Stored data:

_____

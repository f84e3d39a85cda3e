//! Target routing and fan-out.
//!
//! The [`Dispatcher`] resolves every target of a message to a platform, groups
//! the targets by platform and sends each group concurrently. Every target gets
//! exactly one [`PlatformResult`], including targets that could not be routed
//! or whose platform is missing, misconfigured or panicked. The dispatcher never
//! retries; retries belong to the worker pool.

use std::collections::{BTreeMap, HashMap, HashSet};
use std::panic::AssertUnwindSafe;
use std::sync::{Arc, LazyLock};
use std::time::{Duration, Instant};

use futures::FutureExt;
use regex::Regex;
use serde::{Deserialize, Serialize};
use tokio::sync::Semaphore;
use tokio_util::sync::CancellationToken;
use tracing::{debug, warn};

use crate::error::PlatformError;
use crate::message::{Message, Target, TargetKey, TargetType};
use crate::platform::{Platform, PlatformRegistry};
use crate::receipt::{PlatformResult, Receipt, ReceiptAggregator};
use crate::utils::panic_message;
use crate::{Error, Result};

/// Platform name recorded on results for targets no platform could take.
pub const UNRESOLVED_PLATFORM: &str = "unresolved";

static EMAIL_REGEX: LazyLock<Regex> =
    LazyLock::new(|| Regex::new(r"^[^@\s]+@[^@\s]+\.[^@\s]+$").unwrap());
static PHONE_REGEX: LazyLock<Regex> =
    LazyLock::new(|| Regex::new(r"^\+?[0-9][0-9 ()\-.]{5,}$").unwrap());
static URL_REGEX: LazyLock<Regex> = LazyLock::new(|| Regex::new(r"^https?://\S+$").unwrap());

/// Dispatcher configuration.
#[derive(Debug, Clone, PartialEq, Serialize, Deserialize)]
#[serde(default)]
pub struct DispatcherConfig {
    /// Platform used when nothing else matches.
    pub default_platform: Option<String>,
    /// Platform per target type, used for auto-resolution.
    pub routes: HashMap<TargetType, String>,
    /// Maximum platform groups sent concurrently for one message.
    pub max_concurrent_groups: usize,
    /// Upper bound for a single adapter `send` call, in milliseconds.
    pub send_timeout_ms: u64,
}

impl Default for DispatcherConfig {
    fn default() -> Self {
        let routes = HashMap::from([
            (TargetType::Email, "email".to_string()),
            (TargetType::Phone, "sms".to_string()),
            (TargetType::ChannelWebhook, "webhook".to_string()),
        ]);
        Self {
            default_platform: None,
            routes,
            max_concurrent_groups: 8,
            send_timeout_ms: 30_000,
        }
    }
}

impl DispatcherConfig {
    pub fn with_default_platform(mut self, platform: impl Into<String>) -> Self {
        self.default_platform = Some(platform.into());
        self
    }

    pub fn with_route(mut self, target_type: TargetType, platform: impl Into<String>) -> Self {
        self.routes.insert(target_type, platform.into());
        self
    }

    pub fn with_send_timeout(mut self, timeout: Duration) -> Self {
        self.send_timeout_ms = timeout.as_millis() as u64;
        self
    }

    pub fn validate(&self) -> Result<()> {
        if self.max_concurrent_groups == 0 {
            return Err(Error::config(
                "dispatcher.max_concurrent_groups must be at least 1",
            ));
        }
        if self.send_timeout_ms == 0 {
            return Err(Error::config("dispatcher.send_timeout_ms must be positive"));
        }
        if matches!(&self.default_platform, Some(p) if p.trim().is_empty()) {
            return Err(Error::config("dispatcher.default_platform must not be empty"));
        }
        Ok(())
    }
}

/// Guess the target type from the shape of a value.
pub fn detect_target_type(value: &str) -> Option<TargetType> {
    let value = value.trim();
    if URL_REGEX.is_match(value) {
        Some(TargetType::ChannelWebhook)
    } else if EMAIL_REGEX.is_match(value) {
        Some(TargetType::Email)
    } else if PHONE_REGEX.is_match(value) {
        Some(TargetType::Phone)
    } else {
        None
    }
}

/// Maps targets to platform names.
#[derive(Debug, Clone)]
pub struct TargetResolver {
    routes: HashMap<TargetType, String>,
    default_platform: Option<String>,
}

impl TargetResolver {
    pub fn new(config: &DispatcherConfig) -> Self {
        Self {
            routes: config.routes.clone(),
            default_platform: config.default_platform.clone(),
        }
    }

    /// Resolve the platform for `target`.
    ///
    /// An explicit platform always wins. Otherwise the route for the type
    /// detected from the value is tried, then the route for the declared type,
    /// preferring whichever is registered, then the default platform. A
    /// candidate that is not registered is still returned when there is no
    /// default, so the target fails as unavailable rather than unroutable.
    pub fn resolve(&self, target: &Target, registry: &PlatformRegistry) -> Option<String> {
        if let Some(platform) = &target.platform {
            return Some(platform.clone());
        }

        let mut candidates: Vec<&String> = Vec::with_capacity(2);
        if let Some(detected) = detect_target_type(&target.value)
            && let Some(route) = self.routes.get(&detected)
        {
            candidates.push(route);
        }
        if let Some(route) = self.routes.get(&target.target_type)
            && !candidates.contains(&route)
        {
            candidates.push(route);
        }

        if let Some(registered) = candidates.iter().find(|name| registry.contains(name)) {
            return Some((*registered).clone());
        }
        if let Some(default) = &self.default_platform {
            return Some(default.clone());
        }
        candidates.first().map(|name| (*name).clone())
    }
}

/// Routes a message to its platforms and collects one result per target.
pub struct Dispatcher {
    registry: Arc<PlatformRegistry>,
    resolver: TargetResolver,
    aggregator: ReceiptAggregator,
    max_concurrent_groups: usize,
    send_timeout: Duration,
}

impl std::fmt::Debug for Dispatcher {
    fn fmt(&self, f: &mut std::fmt::Formatter<'_>) -> std::fmt::Result {
        f.debug_struct("Dispatcher")
            .field("resolver", &self.resolver)
            .field("max_concurrent_groups", &self.max_concurrent_groups)
            .field("send_timeout", &self.send_timeout)
            .finish()
    }
}

impl Dispatcher {
    pub fn new(
        registry: Arc<PlatformRegistry>,
        config: &DispatcherConfig,
        aggregator: ReceiptAggregator,
    ) -> Self {
        Self {
            registry,
            resolver: TargetResolver::new(config),
            aggregator,
            max_concurrent_groups: config.max_concurrent_groups.max(1),
            send_timeout: Duration::from_millis(config.send_timeout_ms.max(1)),
        }
    }

    pub fn registry(&self) -> &Arc<PlatformRegistry> {
        &self.registry
    }

    pub fn aggregator(&self) -> &ReceiptAggregator {
        &self.aggregator
    }

    /// Resolve the platform for one target.
    pub fn resolve(&self, target: &Target) -> Option<String> {
        self.resolver.resolve(target, &self.registry)
    }

    /// Deliver `message` once and aggregate the outcome.
    ///
    /// Fails only when the message itself is invalid; every delivery problem
    /// is reported inside the receipt.
    pub async fn dispatch(&self, message: &Message) -> Result<Receipt> {
        self.dispatch_with_cancel(message, &CancellationToken::new())
            .await
    }

    /// Like [`dispatch`](Self::dispatch), checking `cancel` before each
    /// platform group is sent.
    pub async fn dispatch_with_cancel(
        &self,
        message: &Message,
        cancel: &CancellationToken,
    ) -> Result<Receipt> {
        let results = self.deliver(message, cancel, 1).await?;
        Ok(self.aggregator.aggregate(message.id(), results))
    }

    /// One delivery attempt, results in target order.
    pub(crate) async fn deliver(
        &self,
        message: &Message,
        cancel: &CancellationToken,
        attempt: u32,
    ) -> Result<Vec<PlatformResult>> {
        message.validate()?;

        let mut seen: HashSet<TargetKey> = HashSet::new();
        let mut groups: BTreeMap<String, Vec<(usize, Target)>> = BTreeMap::new();
        let mut results: Vec<(usize, PlatformResult)> = Vec::new();

        for (idx, target) in message.targets().iter().enumerate() {
            if !seen.insert(target.key()) {
                debug!(message_id = %message.id(), target = %target, "Skipping duplicate target");
                continue;
            }
            match self.resolve(target) {
                Some(platform) => groups.entry(platform).or_default().push((idx, target.clone())),
                None => {
                    warn!(message_id = %message.id(), target = %target, "No platform for target");
                    results.push((
                        idx,
                        PlatformResult::failure(
                            target.clone(),
                            UNRESOLVED_PLATFORM,
                            PlatformError::validation(format!(
                                "no platform can handle {} target {}",
                                target.target_type, target.value
                            )),
                        ),
                    ));
                }
            }
        }

        debug!(
            message_id = %message.id(),
            groups = groups.len(),
            attempt,
            "Dispatching message"
        );

        let semaphore = Arc::new(Semaphore::new(self.max_concurrent_groups));
        let sends = groups.into_iter().map(|(platform, entries)| {
            let semaphore = semaphore.clone();
            async move {
                let _permit = semaphore.acquire_owned().await.ok();
                self.send_group(&platform, message, entries, cancel).await
            }
        });
        for group in futures::future::join_all(sends).await {
            results.extend(group);
        }

        results.sort_by_key(|(idx, _)| *idx);
        Ok(results
            .into_iter()
            .map(|(_, result)| result.with_attempt(attempt))
            .collect())
    }

    async fn send_group(
        &self,
        platform_name: &str,
        message: &Message,
        entries: Vec<(usize, Target)>,
        cancel: &CancellationToken,
    ) -> Vec<(usize, PlatformResult)> {
        if cancel.is_cancelled() {
            return fail_all(
                entries,
                platform_name,
                PlatformError::cancelled("delivery cancelled before send"),
            );
        }

        let platform = match self.registry.get(platform_name) {
            Ok(platform) => platform,
            Err(_) => {
                warn!(platform = %platform_name, "Platform not registered");
                return fail_all(
                    entries,
                    platform_name,
                    PlatformError::unavailable(format!(
                        "platform {} is not registered",
                        platform_name
                    )),
                );
            }
        };

        let capabilities = platform.capabilities();
        if let Err(e) = capabilities.check_message(message) {
            return fail_all(entries, platform_name, e);
        }

        let mut results = Vec::new();
        let mut valid = Vec::new();
        for (idx, target) in entries {
            let check = if capabilities.supports_target_type(target.target_type) {
                platform.validate_target(&target)
            } else {
                Err(PlatformError::validation(format!(
                    "platform {} does not support {} targets",
                    platform_name, target.target_type
                )))
            };
            match check {
                Ok(()) => valid.push((idx, target)),
                Err(e) => {
                    debug!(
                        platform = %platform_name,
                        target = %target,
                        error = %e,
                        "Target rejected"
                    );
                    results.push((idx, PlatformResult::failure(target, platform_name, e)));
                }
            }
        }
        if valid.is_empty() {
            return results;
        }

        let chunks: Vec<Vec<(usize, Target)>> = if capabilities.supports_batch {
            vec![valid]
        } else {
            valid.into_iter().map(|entry| vec![entry]).collect()
        };
        let calls = chunks
            .into_iter()
            .map(|chunk| self.call_platform(platform.as_ref(), platform_name, message, chunk));
        for chunk in futures::future::join_all(calls).await {
            results.extend(chunk);
        }
        results
    }

    /// Invoke the adapter once, isolating panics and hangs.
    async fn call_platform(
        &self,
        platform: &dyn Platform,
        platform_name: &str,
        message: &Message,
        chunk: Vec<(usize, Target)>,
    ) -> Vec<(usize, PlatformResult)> {
        let targets: Vec<Target> = chunk.iter().map(|(_, t)| t.clone()).collect();
        let started = Instant::now();

        let send = AssertUnwindSafe(platform.send(message, &targets)).catch_unwind();
        let outcome = tokio::time::timeout(self.send_timeout, send).await;
        let elapsed = started.elapsed();

        let returned = match outcome {
            Ok(Ok(Ok(results))) => results,
            Ok(Ok(Err(e))) => {
                warn!(platform = %platform_name, error = %e, "Platform send failed");
                return fail_all(chunk, platform_name, e)
                    .into_iter()
                    .map(|(idx, r)| (idx, r.with_duration(elapsed)))
                    .collect();
            }
            Ok(Err(panic)) => {
                let reason = panic_message(panic.as_ref());
                warn!(platform = %platform_name, panic = %reason, "Platform panicked during send");
                return fail_all(
                    chunk,
                    platform_name,
                    PlatformError::internal(format!("platform panicked: {}", reason)),
                );
            }
            Err(_) => {
                warn!(
                    platform = %platform_name,
                    timeout = ?self.send_timeout,
                    "Platform send timed out"
                );
                return fail_all(
                    chunk,
                    platform_name,
                    PlatformError::timeout(format!(
                        "send did not finish within {:?}",
                        self.send_timeout
                    )),
                );
            }
        };

        let mut by_key: HashMap<TargetKey, PlatformResult> = HashMap::new();
        for result in returned {
            by_key.entry(result.target.key()).or_insert(result);
        }

        chunk
            .into_iter()
            .map(|(idx, target)| {
                let mut result = match by_key.remove(&target.key()) {
                    Some(result) => result,
                    None => PlatformResult::failure(
                        target.clone(),
                        platform_name,
                        PlatformError::internal("platform reported no result for target"),
                    ),
                };
                result.target = target;
                result.platform = platform_name.to_string();
                if result.duration_ms == 0 {
                    result = result.with_duration(elapsed);
                }
                (idx, result)
            })
            .collect()
    }
}

fn fail_all(
    entries: Vec<(usize, Target)>,
    platform: &str,
    error: PlatformError,
) -> Vec<(usize, PlatformResult)> {
    entries
        .into_iter()
        .map(|(idx, target)| (idx, PlatformResult::failure(target, platform, error.clone())))
        .collect()
}
//! Generic webhook platform.
//!
//! Posts a JSON rendering of the message to every `channel_webhook` target,
//! where the target value is the endpoint URL.

use std::time::{Duration, Instant};

use async_trait::async_trait;
use reqwest::{Client, StatusCode, header::HeaderMap};
use serde::{Deserialize, Serialize};
use serde_json::json;
use tracing::{debug, warn};

use super::{Platform, PlatformCapabilities};
use crate::error::PlatformError;
use crate::message::{Message, Target, TargetType};
use crate::receipt::PlatformResult;

/// Webhook platform configuration.
#[derive(Debug, Clone, Serialize, Deserialize)]
pub struct WebhookConfig {
    /// Registry name.
    #[serde(default = "default_name")]
    pub name: String,
    /// Whether the platform accepts sends.
    #[serde(default = "default_enabled")]
    pub enabled: bool,
    /// HTTP method (default: POST).
    #[serde(default = "default_method")]
    pub method: String,
    /// Custom headers.
    #[serde(default)]
    pub headers: Vec<(String, String)>,
    /// Request timeout in seconds.
    #[serde(default = "default_timeout")]
    pub timeout_secs: u64,
}

fn default_name() -> String {
    "webhook".to_string()
}

fn default_enabled() -> bool {
    true
}

fn default_method() -> String {
    "POST".to_string()
}

fn default_timeout() -> u64 {
    30
}

impl Default for WebhookConfig {
    fn default() -> Self {
        Self {
            name: default_name(),
            enabled: default_enabled(),
            method: default_method(),
            headers: Vec::new(),
            timeout_secs: default_timeout(),
        }
    }
}

/// Generic webhook platform.
pub struct WebhookPlatform {
    config: WebhookConfig,
    client: Client,
}

impl WebhookPlatform {
    pub fn new(config: WebhookConfig) -> Self {
        let client = Client::builder()
            .timeout(Duration::from_secs(config.timeout_secs))
            .build()
            .unwrap_or_default();

        Self { config, client }
    }

    fn build_headers(&self) -> HeaderMap {
        let mut headers = HeaderMap::new();
        for (name, value) in &self.config.headers {
            if let (Ok(name), Ok(value)) = (
                name.parse::<reqwest::header::HeaderName>(),
                value.parse::<reqwest::header::HeaderValue>(),
            ) {
                headers.insert(name, value);
            } else {
                warn!(header = %name, "Ignoring invalid webhook header");
            }
        }
        headers
    }

    fn build_payload(&self, message: &Message, target: &Target) -> serde_json::Value {
        json!({
            "message_id": message.id(),
            "title": message.title(),
            "body": message.body(),
            "format": message.format(),
            "priority": message.priority(),
            "metadata": message.metadata(),
            "variables": message.variables(),
            "created_at": message.created_at().to_rfc3339(),
            "target": {
                "type": target.target_type,
                "value": target.value,
                "metadata": target.metadata,
            },
        })
    }

    async fn post(&self, message: &Message, target: &Target) -> PlatformResult {
        let started = Instant::now();
        let payload = self.build_payload(message, target);

        let request = match self.config.method.to_uppercase().as_str() {
            "PUT" => self.client.put(&target.value),
            _ => self.client.post(&target.value),
        };

        let result = match request
            .headers(self.build_headers())
            .json(&payload)
            .send()
            .await
        {
            Ok(response) if response.status().is_success() => {
                let id = response
                    .headers()
                    .get("x-message-id")
                    .and_then(|v| v.to_str().ok())
                    .map(str::to_string);
                debug!(url = %target.value, status = %response.status(), "Webhook delivered");
                let result = PlatformResult::success(target.clone(), &self.config.name);
                match id {
                    Some(id) => result.with_message_id(id),
                    None => result,
                }
            }
            Ok(response) => {
                let status = response.status();
                let retry_after = response
                    .headers()
                    .get(reqwest::header::RETRY_AFTER)
                    .and_then(|v| v.to_str().ok())
                    .and_then(parse_retry_after);
                let body = response.text().await.unwrap_or_default();
                warn!(url = %target.value, %status, "Webhook failed");
                PlatformResult::failure(
                    target.clone(),
                    &self.config.name,
                    classify_status(status, retry_after, &body),
                )
            }
            Err(e) => PlatformResult::failure(
                target.clone(),
                &self.config.name,
                classify_request_error(&e),
            ),
        };

        result.with_duration(started.elapsed())
    }
}

/// Map a non-success HTTP status onto the error taxonomy.
///
/// 503 means the endpoint says it is down, so it is reported as unavailable
/// rather than as a generic network failure. Both are retryable.
fn classify_status(
    status: StatusCode,
    retry_after: Option<Duration>,
    body: &str,
) -> PlatformError {
    let detail = if body.is_empty() {
        format!("webhook returned {}", status)
    } else {
        format!("webhook returned {} - {}", status, body)
    };

    match status {
        StatusCode::TOO_MANY_REQUESTS => PlatformError::rate_limited(detail, retry_after),
        StatusCode::UNAUTHORIZED | StatusCode::FORBIDDEN => PlatformError::auth(detail),
        StatusCode::REQUEST_TIMEOUT | StatusCode::GATEWAY_TIMEOUT => PlatformError::timeout(detail),
        StatusCode::SERVICE_UNAVAILABLE => PlatformError::unavailable(detail),
        s if s.is_client_error() => PlatformError::validation(detail),
        _ => PlatformError::network(detail),
    }
}

fn classify_request_error(e: &reqwest::Error) -> PlatformError {
    if e.is_timeout() {
        PlatformError::timeout(format!("webhook request timed out: {}", e))
    } else if e.is_connect() {
        PlatformError::unavailable(format!("webhook endpoint unreachable: {}", e))
    } else if e.is_builder() {
        PlatformError::validation(format!("invalid webhook request: {}", e))
    } else {
        PlatformError::network(format!("webhook request failed: {}", e))
    }
}

/// Parse a `Retry-After` header given in seconds.
fn parse_retry_after(value: &str) -> Option<Duration> {
    value.trim().parse::<u64>().ok().map(Duration::from_secs)
}

#[async_trait]
impl Platform for WebhookPlatform {
    fn name(&self) -> &str {
        &self.config.name
    }

    async fn send(
        &self,
        message: &Message,
        targets: &[Target],
    ) -> Result<Vec<PlatformResult>, PlatformError> {
        if !self.config.enabled {
            return Err(PlatformError::unavailable(format!(
                "platform {} is disabled",
                self.config.name
            )));
        }

        let sends = targets.iter().map(|target| self.post(message, target));
        Ok(futures::future::join_all(sends).await)
    }

    fn validate_target(&self, target: &Target) -> Result<(), PlatformError> {
        if target.target_type != TargetType::ChannelWebhook {
            return Err(PlatformError::validation(format!(
                "webhook platform cannot address {} targets",
                target.target_type
            )));
        }
        let url = url::Url::parse(&target.value).map_err(|e| {
            PlatformError::validation(format!("invalid webhook url {}: {}", target.value, e))
        })?;
        match url.scheme() {
            "http" | "https" => Ok(()),
            other => Err(PlatformError::validation(format!(
                "unsupported webhook scheme: {}",
                other
            ))),
        }
    }

    fn capabilities(&self) -> PlatformCapabilities {
        PlatformCapabilities {
            target_types: vec![TargetType::ChannelWebhook],
            ..Default::default()
        }
    }

    async fn is_healthy(&self) -> Result<(), PlatformError> {
        if self.config.enabled {
            Ok(())
        } else {
            Err(PlatformError::unavailable(format!(
                "platform {} is disabled",
                self.config.name
            )))
        }
    }

    async fn close(&self) -> Result<(), PlatformError> {
        Ok(())
    }
}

_____

What number of lines in the data contain the word "failure"? Give the number and nothing else.

Answer to the exercise:
7